Actress Mimi Kuzyk has just wrapped up her new Global TV series Blue Murder. Now she's ready for a white Christmas in her hometown, arriving in Winnipeg this week for a family celebration.
Kuzyk, who left Winnipeg in 1977 to launch a career that's included stints on Hill Street Blues and L.A. Law and roles in dozens of TV series and movies, says her Winnipeg-based parents, sister and brother normally join her and two other sisters in Toronto, while a fourth sister travels from Ottawa for the holidays.
But this year, the gathering is at her parents' Winnipeg home and slightly smaller than usual.
"There's about 14 of us, counting all the siblings and the husbands and the kids. We always try to get together and about 90% of the time we do, for Christmas anyway," she says.
"My mother hasn't made her own Christmas for a while. She usually comes out here, so she's decorating and going crazy," she says.
There's something to be said for bringing her 10-year-old daughter home to Winnipeg to visit some old haunts, too.
"We go to church down the street but we always go to Kelekis after -- always, always -- for hamburgers and french fries, and the kids love it too."
Kuzyk's mug has been among the many celebrity photos gracing the walls at the Main Street eatery, where she appears in a group shot of the Ukrainian Rusalka Dancers, with whom she danced for 12 years. And even if Winnipeggers haven't seen her around the North End recently, her face is mighty familiar.
Kuzyk says people still bring up her role as Det. Patsy Mayo on Hill Street Blues, in which she was partnered with Ken Olin. But she's built up a huge body of work since the mid-'80s.
She won a Gemini Award for her role in the 1995 CBC movie Little Criminals, and recent movies include A&E's Nero Wolfe mystery The Golden Spider and Lea Pool's upcoming feature Lost and Delirious.
Kuzyk is also seen on CBC weekly as mom Mila Stiglic in teen sitcom Our Hero and she plays an enigmatic deputy police chief in Blue Murder, which debuts on Global Jan. 10.
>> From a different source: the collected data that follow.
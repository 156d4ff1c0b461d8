//! Logging decorator for transactions

use super::connection::LoggingConnection;
use super::unwrap::Unwrap;
use crate::core::database_types::IsolationLevel;
use crate::core::driver::{Connection, Transaction};
use std::fmt;

/// A transaction started through a [`LoggingConnection`]
///
/// Purely structural: commits and rollbacks are forwarded without logging, since
/// the commands run under the transaction already log themselves. It exists so a
/// command can recognise the wrapper and enlist the native transaction instead.
pub struct LoggingTransaction<C: Connection> {
    transaction: C::Transaction,
    connection: LoggingConnection<C>,
}

impl<C: Connection> LoggingTransaction<C> {
    /// Wrap a native transaction started on `connection`'s session
    pub fn new(transaction: C::Transaction, connection: LoggingConnection<C>) -> Self {
        Self {
            transaction,
            connection,
        }
    }

    /// The native transaction
    pub fn wrapped_transaction(&self) -> &C::Transaction {
        &self.transaction
    }

    /// The connection the transaction was started on
    pub fn connection(&self) -> &LoggingConnection<C> {
        &self.connection
    }
}

impl<C: Connection> Clone for LoggingTransaction<C> {
    fn clone(&self) -> Self {
        Self {
            transaction: self.transaction.clone(),
            connection: self.connection.clone(),
        }
    }
}

impl<C: Connection> fmt::Debug for LoggingTransaction<C> {
    fn fmt(&self, f: &mut fmt::Formatter<'_>) -> fmt::Result {
        f.debug_struct("LoggingTransaction")
            .field("isolation_level", &self.transaction.isolation_level())
            .field("connection", &self.connection)
            .finish()
    }
}

impl<C: Connection> Unwrap for LoggingTransaction<C> {
    type Native = C::Transaction;

    fn unwrap_native(&self) -> &C::Transaction {
        &self.transaction
    }

    fn into_native(self) -> C::Transaction {
        self.transaction
    }
}

impl<C: Connection> Transaction for LoggingTransaction<C> {
    type Error = C::Error;

    fn isolation_level(&self) -> IsolationLevel {
        self.transaction.isolation_level()
    }

    fn commit(&mut self) -> Result<(), C::Error> {
        self.transaction.commit()
    }

    fn rollback(&mut self) -> Result<(), C::Error> {
        self.transaction.rollback()
    }
}
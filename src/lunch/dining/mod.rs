//! 饭局域：已确认饭局、开放饭局看板与流程服务

pub mod events;
pub mod models;
pub mod service;

pub use events::{EventParticipant, OpenDiningEvent, OpenEventBoard};
pub use models::{DiningSession, DiningView, Participant};
pub use service::{DatingFlow, DiningService};
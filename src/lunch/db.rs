//! SQLite 数据库工具：统一创建连接池并执行 sqlx 迁移
//!
//! 约定：crate 根目录下的 `migrations/` 存放全部迁移 SQL，
//! 资料、好友、申请、推送订阅四张表都在这里建出来。

use anyhow::{Context, Result};
use sqlx::{sqlite::SqlitePoolOptions, Pool, Sqlite};

/// 创建 SQLite 连接池并执行所有未执行的迁移
pub async fn create_sqlite_pool_with_migration(db_url: &str) -> Result<Pool<Sqlite>> {
    let pool = SqlitePoolOptions::new()
        .max_connections(5)
        .connect(db_url)
        .await
        .with_context(|| format!("连接 SQLite 失败: {}", db_url))?;

    sqlx::migrate!().run(&pool).await.context("执行数据库迁移失败")?;

    Ok(pool)
}
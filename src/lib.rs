pub mod lunch;

// 重新导出常用类型和函数，方便外部使用
pub use lunch::{
    client::{ClientConfig, LunchBuddyClient},
    dining::{DiningSession, DiningView, OpenDiningEvent},
    error::{CoreError, CoreResult},
    friend::{Friend, FriendDirectory, FriendListener, FriendRequest, FriendStatus},
    listener::AppListener,
    status::{SeekingState, StatusLifecycle},
    types::LunchPreference,
};
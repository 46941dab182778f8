use serde::{Deserialize, Serialize};

use crate::lunch::friend::models::Friend;
use crate::lunch::matching::GroupSizeHint;
use crate::lunch::types::SECRET_PLACEHOLDER;

/// 饭局详情页的两个视角：自己看，或模拟对方看
#[derive(Debug, Clone, Copy, PartialEq, Eq)]
pub enum DiningView {
    Mine,
    Partner,
}

/// 渲染用的参与者条目，资料解析后的结果
#[derive(Debug, Clone, PartialEq, Serialize, Deserialize)]
pub struct Participant {
    pub id: String,
    pub nickname: String,
    #[serde(rename = "avatarColor")]
    pub avatar_color: String,
    pub role: String,
}

/// 已确认的饭局。一对一约饭没有 event_id，
/// 从开放饭局加入的会带上来源饭局的 id
#[derive(Debug, Clone, PartialEq, Serialize, Deserialize)]
pub struct DiningSession {
    #[serde(rename = "eventId", default, skip_serializing_if = "Option::is_none")]
    pub event_id: Option<String>,
    #[serde(default, skip_serializing_if = "Option::is_none")]
    pub partner: Option<Friend>,
    pub food: String,
    pub time: String,
    pub location: String,
    pub size: String,
    /// 确认时刻的 HH:MM
    pub timestamp: String,
    #[serde(rename = "isGroup")]
    pub is_group: bool,
    #[serde(rename = "isAcknowledged")]
    pub is_acknowledged: bool,
    pub participants: Vec<Participant>,
    pub title: String,
}

impl DiningSession {
    /// 当前视角下展示的吃什么。
    /// 一对一饭局里对方把吃什么藏起来时，自己这边只能看到占位
    pub fn shown_food(&self, view: DiningView) -> &str {
        if self.masked(view, |p| p.hide_food) {
            SECRET_PLACEHOLDER
        } else {
            &self.food
        }
    }

    /// 当前视角下展示的地点
    pub fn shown_location(&self, view: DiningView) -> &str {
        if self.masked(view, |p| p.hide_location) {
            SECRET_PLACEHOLDER
        } else {
            &self.location
        }
    }

    fn masked(&self, view: DiningView, flag: impl Fn(&crate::lunch::types::LunchPreference) -> bool) -> bool {
        if self.is_group || view == DiningView::Partner {
            return false;
        }
        self.partner
            .as_ref()
            .and_then(|f| f.lunch_plan.as_ref())
            .map(flag)
            .unwrap_or(false)
    }
}

impl GroupSizeHint for DiningSession {
    fn size_text(&self) -> Option<&str> {
        if self.size.is_empty() {
            None
        } else {
            Some(&self.size)
        }
    }

    fn participant_count(&self) -> usize {
        self.participants.len()
    }
}
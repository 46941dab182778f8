//! LunchBuddy CLI 客户端（演示版）
//!
//! 非交互式 CLI，用于测试和展示约饭核心功能
//! 启动后自动注册并按脚本走一遍：开摆匹配、双人成局、拼桌、好友申请与邀请

use anyhow::Result;
use clap::Parser;
use lunchbuddy_core::lunch::client::{ClientConfig, LunchBuddyClient};
use lunchbuddy_core::lunch::friend::FriendListener;
use lunchbuddy_core::lunch::listener::AppListener;
use lunchbuddy_core::lunch::notify::NotificationRoute;
use std::sync::Arc;
use tokio::time::{sleep, Duration};
use tracing::{error, info};

/// LunchBuddy CLI 客户端
#[derive(Parser, Debug)]
#[command(name = "lunchbuddy-cli")]
#[command(about = "LunchBuddy CLI 客户端 - 用于测试和展示约饭功能", long_about = None)]
struct Args {
    /// 用户 ID（默认: demo-user）
    #[arg(short, long, default_value = "demo-user")]
    user: String,

    /// 首次注册使用的昵称
    #[arg(short, long, default_value = "干饭王")]
    nickname: String,

    /// 本地数据库 URL，换成文件路径可以跨次运行保留资料
    #[arg(long, default_value = "sqlite::memory:")]
    db: String,

    /// 演示结束后的停留时长（秒），0 表示持续运行
    #[arg(short, long, default_value = "8")]
    duration: u64,

    /// 日志级别（默认: info,lunchbuddy_core=debug）
    #[arg(long, default_value = "info,lunchbuddy_core=debug")]
    log_level: String,
}

/// 初始化日志（同时输出到 stdout 和文件）
fn init_logger(log_level: &str) {
    use std::fs::OpenOptions;
    use std::io;
    use tracing_subscriber::prelude::*;
    use tracing_subscriber::EnvFilter;

    // 优先使用环境变量 RUST_LOG（如果设置了），否则使用命令行参数
    let filter_layer =
        EnvFilter::try_from_default_env().unwrap_or_else(|_| EnvFilter::new(log_level));

    // 创建日志文件（追加模式）
    let log_file = OpenOptions::new()
        .create(true)
        .append(true)
        .open("debug.log")
        .expect("无法创建日志文件 debug.log");

    // 输出到 stdout（控制台），保留 ANSI 颜色代码用于终端显示
    let stdout_layer = tracing_subscriber::fmt::layer()
        .with_writer(io::stdout)
        .with_file(true)
        .with_line_number(true)
        .with_target(false)
        .with_ansi(true);

    // 输出到文件，禁用 ANSI 颜色代码（文件不需要颜色）
    let file_layer = tracing_subscriber::fmt::layer()
        .with_writer(log_file)
        .with_file(true)
        .with_line_number(true)
        .with_target(false)
        .with_ansi(false);

    tracing_subscriber::registry()
        .with(filter_layer)
        .with(stdout_layer)
        .with(file_layer)
        .init();

    info!("[CLI] 📝 日志已同时输出到控制台和文件: debug.log");
}

/// 设置监听器（输出所有接收到的事件）
async fn setup_listeners(client: &LunchBuddyClient) {
    // 应用事件监听器
    struct CliAppListener;
    #[async_trait::async_trait]
    impl AppListener for CliAppListener {
        async fn on_seeking_changed(&self, status_json: String) {
            info!("[CLI/App] 🍚 求约饭状态变更: {}", status_json);
        }

        async fn on_session_changed(&self, session_json: String) {
            if session_json == "null" {
                info!("[CLI/App] 🍽️ 饭局已清空");
            } else {
                info!("[CLI/App] 🍽️ 饭局变更: {}", session_json);
            }
        }

        async fn on_open_events_changed(&self, events_json: String) {
            info!("[CLI/App] 📋 开放饭局看板变更: {}", events_json);
        }

        async fn on_notification_posted(&self, notification_json: String) {
            info!("[CLI/App] 🔔 通知: {}", notification_json);
        }

        async fn on_notification_cleared(&self) {
            info!("[CLI/App] 🔕 通知已清除");
        }
    }
    client.set_app_listener(Arc::new(CliAppListener)).await;

    // 好友监听器
    struct CliFriendListener;
    #[async_trait::async_trait]
    impl FriendListener for CliFriendListener {
        async fn on_friend_list_changed(&self, friends_json: String) {
            info!("[CLI/Friend] 👥 好友列表变更: {}", friends_json);
        }

        async fn on_friend_request_list_changed(&self, requests_json: String) {
            info!("[CLI/Friend] 📝 好友申请变更: {}", requests_json);
        }
    }
    client.set_friend_listener(Arc::new(CliFriendListener)).await;
}

#[tokio::main]
async fn main() -> Result<()> {
    let args = Args::parse();

    // 初始化日志
    init_logger(&args.log_level);

    info!("[CLI] 🚀 LunchBuddy CLI 客户端（演示模式）");
    info!("[CLI] 👤 用户: {}", args.user);
    info!("[CLI] 💾 数据库: {}", args.db);
    info!("[CLI] ⏱️  停留时长: {} 秒（0=持续运行）", args.duration);

    // 创建客户端（演示模式灌入内置名册）
    let mut config = ClientConfig::new(args.user.clone());
    config.db_url = args.db.clone();
    config.use_seed_roster = true;
    let client = LunchBuddyClient::new(config);

    // 设置监听器
    setup_listeners(&client).await;

    // 启动会话
    info!("[CLI] 🔗 正在启动本地会话...");
    client
        .session_start()
        .await
        .map_err(|e| anyhow::anyhow!("会话启动失败: {}", e))?;

    // 注册或加载资料
    let profile = match client.profile().await {
        Some(profile) => {
            info!(
                "[CLI] ✅ 资料已加载: {} (shortId={})",
                profile.nickname, profile.short_id
            );
            profile
        }
        None => {
            let profile = client
                .register(&args.nickname)
                .await
                .map_err(|e| anyhow::anyhow!("注册失败: {}", e))?;
            info!(
                "[CLI] ✅ 注册成功: {} (shortId={})",
                profile.nickname, profile.short_id
            );
            profile
        }
    };

    let friends = client.friends().await?;
    info!("[CLI] 👥 好友名册（共 {} 位）:", friends.len());
    for friend in &friends {
        info!(
            "[CLI]   - {} | {} | {}",
            friend.nickname,
            if friend.note.is_empty() {
                "无备注"
            } else {
                &friend.note
            },
            if friend.is_active() {
                "在摆"
            } else {
                "约饭中"
            }
        );
    }

    // 第一幕：一键开摆，等完美匹配通知弹出后点进去成局
    info!("[CLI] —— 第一幕：一键开摆 ——");
    client.quick_start().await;
    sleep(Duration::from_millis(1500)).await;
    if let Some(note) = client.current_notification().await {
        info!("[CLI] 🔔 当前通知: {} / {}", note.title, note.body);
    }
    match client.click_notification().await {
        Some(NotificationRoute::OpenPairwiseConfirm(friend)) => {
            info!("[CLI] 🤝 进入双人确认: {}", friend.nickname);
            let session = client
                .confirm_pairwise()
                .await
                .map_err(|e| anyhow::anyhow!("成局失败: {}", e))?;
            info!(
                "[CLI] 🍱 成局: {} | {} | {} | {}",
                session.title, session.food, session.time, session.location
            );
            if let Ok(view) = client.toggle_session_view().await {
                info!("[CLI] 👀 切换视角: {:?}", view);
            }
            let _ = client.acknowledge_session().await;
            let cancelled = client.cancel_session("吃完改天再约").await?;
            info!("[CLI] 🗑️ 已取消: {}", cancelled.title);
        }
        other => info!("[CLI] 🤷 没等到匹配通知: {:?}", other),
    }

    // 第二幕：看板拼桌，加入后再按二次确认退出
    info!("[CLI] —— 第二幕：拼桌开放饭局 ——");
    let events = client.visible_open_events().await?;
    info!("[CLI] 📋 可拼桌饭局（共 {} 场）:", events.len());
    for event in &events {
        info!(
            "[CLI]   - {} | {} | {} | {}",
            event.title, event.food, event.time, event.location
        );
    }
    if let Some(event) = events.first() {
        if let Some(session) = client.join_open_event(&event.id).await? {
            info!(
                "[CLI] 🪑 已加入: {}（{} 人在局）",
                session.title,
                session.participants.len()
            );
        }
        client.request_exit_session().await?;
        let exited = client.confirm_exit_session().await?;
        info!("[CLI] 👋 已退出: {}", exited.title);
    }

    // 第三幕：模拟好友申请，点通知跳申请列表并接受
    info!("[CLI] —— 第三幕：好友申请与通知 ——");
    let request = client.simulate_friend_request().await?;
    if let Some(NotificationRoute::OpenFriendRequests) = client.click_notification().await {
        info!(
            "[CLI] 📝 打开申请列表（{} 条待处理）",
            client.friend_requests().await?.len()
        );
    }
    if let Some(friend) = client.accept_friend_request(&request.id).await? {
        info!(
            "[CLI] ✅ 已接受: {}，当前好友 {} 位",
            friend.nickname,
            client.friends().await?.len()
        );
    }

    // 第四幕：收到好友的约饭邀请并接受
    info!("[CLI] —— 第四幕：收到约饭邀请 ——");
    client.simulate_incoming_invite("2").await?;
    if let Some(NotificationRoute::OpenIncomingInvite(friend)) = client.click_notification().await {
        info!("[CLI] 💌 来自 {} 的邀请，接受并成局", friend.nickname);
        match client.confirm_pairwise().await {
            Ok(session) => {
                info!("[CLI] 🍱 成局: {}", session.title);
                let _ = client.cancel_session("演示结束，改天真约").await;
            }
            Err(e) => error!("[CLI] ❌ 确认失败: {}", e),
        }
    }

    // 第五幕：发布自定义偏好并查看匹配分组
    info!("[CLI] —— 第五幕：偏好发布与匹配分组 ——");
    client.begin_custom().await;
    let mut draft = client.lunch_details().await;
    draft.food = "日料鳗鱼饭".to_string();
    draft.time = "12:00".to_string();
    client.update_draft(draft).await;
    client.confirm_custom().await;
    let (matched, others) = client.partition_matches().await?;
    info!(
        "[CLI] ✨ 合拍 {} 位 / 不合拍 {} 位",
        matched.len(),
        others.len()
    );
    for friend in &matched {
        info!("[CLI]   - {} ({})", friend.nickname, friend.avatar_color);
    }
    client.stop_seeking().await;

    // 按 6 位 ID 加好友的反馈示例
    if let Err(e) = client.add_friend("520131").await {
        info!("[CLI] 💡 按 ID 加好友示例: {}", e);
    }
    info!(
        "[CLI] 💡 把你的 shortId {} 发给同事，对方注册后即可互加",
        profile.short_id
    );

    info!("[CLI] 📥 演示脚本执行完毕，继续监听事件...");
    if args.duration > 0 {
        info!("[CLI] ⏰ {} 秒后自动退出", args.duration);
        sleep(Duration::from_secs(args.duration)).await;
        info!("[CLI] 👋 程序退出");
    } else {
        info!("[CLI] ⏰ 持续运行中，按 Ctrl+C 退出");
        // 持续运行直到被中断
        loop {
            sleep(Duration::from_secs(3600)).await;
        }
    }

    Ok(())
}
//! 本人求约饭状态机：空闲、配置中、求约饭三态

use serde::{Deserialize, Serialize};
use tracing::debug;

use crate::lunch::types::{LunchPreference, PrivacyField};

/// 自定义配置面板的吃什么候选
pub const FOOD_PRESETS: [&str; 5] = ["随意", "淮南牛肉汤", "麻辣香锅", "菜饭", "私聊"];

/// 自定义配置面板的地点候选
pub const LOCATION_PRESETS: [&str; 3] = ["随意", "老巴刹", "私聊"];

/// 人数选项
pub const SIZE_OPTIONS: [&str; 5] = ["随意", "2人", "3-4人", "多人聚餐", "私聊"];

/// 时间选项
pub const TIME_OPTIONS: [&str; 6] = ["随意", "私聊", "11:30", "12:00", "12:30", "13:00"];

#[derive(Debug, Clone, Copy, PartialEq, Eq, Serialize, Deserialize)]
#[serde(rename_all = "lowercase")]
pub enum SeekingState {
    /// 没有在找饭搭子
    Idle,
    /// 打开了自定义配置，还没发布
    Configuring,
    /// 已发布，等待匹配
    Seeking,
}

/// 求约饭状态机，持有当前状态与偏好草稿。
/// 停止求饭只回到空闲，偏好内容保留
#[derive(Debug, Clone, Serialize)]
pub struct StatusLifecycle {
    state: SeekingState,
    details: LunchPreference,
}

impl StatusLifecycle {
    pub fn new() -> Self {
        Self {
            state: SeekingState::Idle,
            details: LunchPreference::custom_draft(),
        }
    }

    /// 一键开摆：偏好全部随意，直接进入求约饭
    pub fn quick_start(&mut self) {
        self.details = LunchPreference::any();
        self.state = SeekingState::Seeking;
        debug!("[Status] ⚡ 一键开摆，全随意进入求约饭");
    }

    /// 打开自定义配置，草稿重置为吃什么留空、其余随意
    pub fn begin_custom(&mut self) {
        self.details = LunchPreference::custom_draft();
        self.state = SeekingState::Configuring;
    }

    /// 覆盖当前草稿
    pub fn update_draft(&mut self, details: LunchPreference) {
        self.details = details;
    }

    /// 翻转吃什么或地点的隐藏开关
    pub fn toggle_privacy(&mut self, field: PrivacyField) {
        match field {
            PrivacyField::Food => self.details.hide_food = !self.details.hide_food,
            PrivacyField::Location => self.details.hide_location = !self.details.hide_location,
        }
    }

    /// 发布当前草稿，进入求约饭
    pub fn confirm_custom(&mut self) {
        self.state = SeekingState::Seeking;
        debug!("[Status] 📝 发布自定义偏好: {:?}", self.details);
    }

    /// 放弃配置，回到空闲
    pub fn cancel_custom(&mut self) {
        if self.state == SeekingState::Configuring {
            self.state = SeekingState::Idle;
        }
    }

    /// 主动停止求饭，偏好保留
    pub fn stop(&mut self) {
        self.state = SeekingState::Idle;
    }

    /// 饭局确认后由流程侧清掉求约饭状态
    pub(crate) fn clear_seeking(&mut self) {
        self.state = SeekingState::Idle;
    }

    pub fn state(&self) -> SeekingState {
        self.state
    }

    pub fn is_seeking(&self) -> bool {
        self.state == SeekingState::Seeking
    }

    pub fn details(&self) -> &LunchPreference {
        &self.details
    }
}

impl Default for StatusLifecycle {
    fn default() -> Self {
        Self::new()
    }
}

#[cfg(test)]
mod tests {
    use super::*;
    use crate::lunch::types::PREF_ANY;

    #[test]
    fn test_quick_start_enters_seeking_with_all_any() {
        let mut status = StatusLifecycle::new();
        assert_eq!(status.state(), SeekingState::Idle);
        status.quick_start();
        assert!(status.is_seeking());
        assert_eq!(status.details().food, PREF_ANY);
        assert_eq!(status.details().time, PREF_ANY);
    }

    #[test]
    fn test_custom_flow_resets_draft_then_publishes() {
        let mut status = StatusLifecycle::new();
        status.begin_custom();
        assert_eq!(status.state(), SeekingState::Configuring);
        assert!(status.details().food.is_empty());

        let mut draft = status.details().clone();
        draft.food = "麻辣香锅".to_string();
        draft.time = "12:30".to_string();
        status.update_draft(draft);
        status.confirm_custom();
        assert!(status.is_seeking());
        assert_eq!(status.details().food, "麻辣香锅");
    }

    #[test]
    fn test_cancel_custom_only_leaves_configuring() {
        let mut status = StatusLifecycle::new();
        status.quick_start();
        status.cancel_custom();
        assert!(status.is_seeking());

        status.begin_custom();
        status.cancel_custom();
        assert_eq!(status.state(), SeekingState::Idle);
    }

    #[test]
    fn test_stop_keeps_details() {
        let mut status = StatusLifecycle::new();
        status.begin_custom();
        let mut draft = status.details().clone();
        draft.food = "菜饭".to_string();
        status.update_draft(draft);
        status.confirm_custom();
        status.stop();
        assert_eq!(status.state(), SeekingState::Idle);
        assert_eq!(status.details().food, "菜饭");
    }

    #[test]
    fn test_toggle_privacy_flips_flags() {
        let mut status = StatusLifecycle::new();
        status.toggle_privacy(PrivacyField::Food);
        assert!(status.details().hide_food);
        status.toggle_privacy(PrivacyField::Food);
        assert!(!status.details().hide_food);
        status.toggle_privacy(PrivacyField::Location);
        assert!(status.details().hide_location);
    }
}
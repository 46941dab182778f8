use serde::{Deserialize, Serialize};

/// 三要素通配符，任意一侧为它时该要素直接命中
pub const PREF_ANY: &str = "随意";

/// 时间、地点缺省时的展示占位
pub const PREF_TBD: &str = "待定";

/// 隐藏要素在对方视角下的展示占位
pub const SECRET_PLACEHOLDER: &str = "🤫 秘密";

/// 午餐偏好，求约饭与饭局确认都围绕这份结构展开
#[derive(Debug, Clone, PartialEq, Serialize, Deserialize)]
pub struct LunchPreference {
    pub food: String,
    pub size: String,
    pub time: String,
    pub location: String,
    #[serde(rename = "hideFood", default)]
    pub hide_food: bool,
    #[serde(rename = "hideLocation", default)]
    pub hide_location: bool,
}

impl LunchPreference {
    /// 一键开摆：三要素全部随意，默认不隐藏
    pub fn any() -> Self {
        Self {
            food: PREF_ANY.to_string(),
            size: PREF_ANY.to_string(),
            time: PREF_ANY.to_string(),
            location: PREF_ANY.to_string(),
            hide_food: false,
            hide_location: false,
        }
    }

    /// 自定义配置的起始草稿：吃什么留空，其余随意
    pub fn custom_draft() -> Self {
        Self {
            food: String::new(),
            ..Self::any()
        }
    }

    /// 好友卡片上展示的吃什么，被隐藏时给占位
    pub fn shown_food(&self) -> &str {
        if self.hide_food {
            SECRET_PLACEHOLDER
        } else {
            &self.food
        }
    }

    /// 好友卡片上展示的地点，被隐藏时给占位
    pub fn shown_location(&self) -> &str {
        if self.hide_location {
            SECRET_PLACEHOLDER
        } else {
            &self.location
        }
    }
}

/// 可以被单独隐藏的偏好要素
#[derive(Debug, Clone, Copy, PartialEq, Eq)]
pub enum PrivacyField {
    Food,
    Location,
}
"I'm the luckiest actress in the world. I'm on a half-hour sitcom where I get to be silly and have fun and then I'm on a one-hour drama where I get to be serious.
"I think it's just a fabulous show. It's on par with any American show that's on now. It's beautifully shot and it's a mystery. We take one case every week ... and it all gets wrapped up in the end."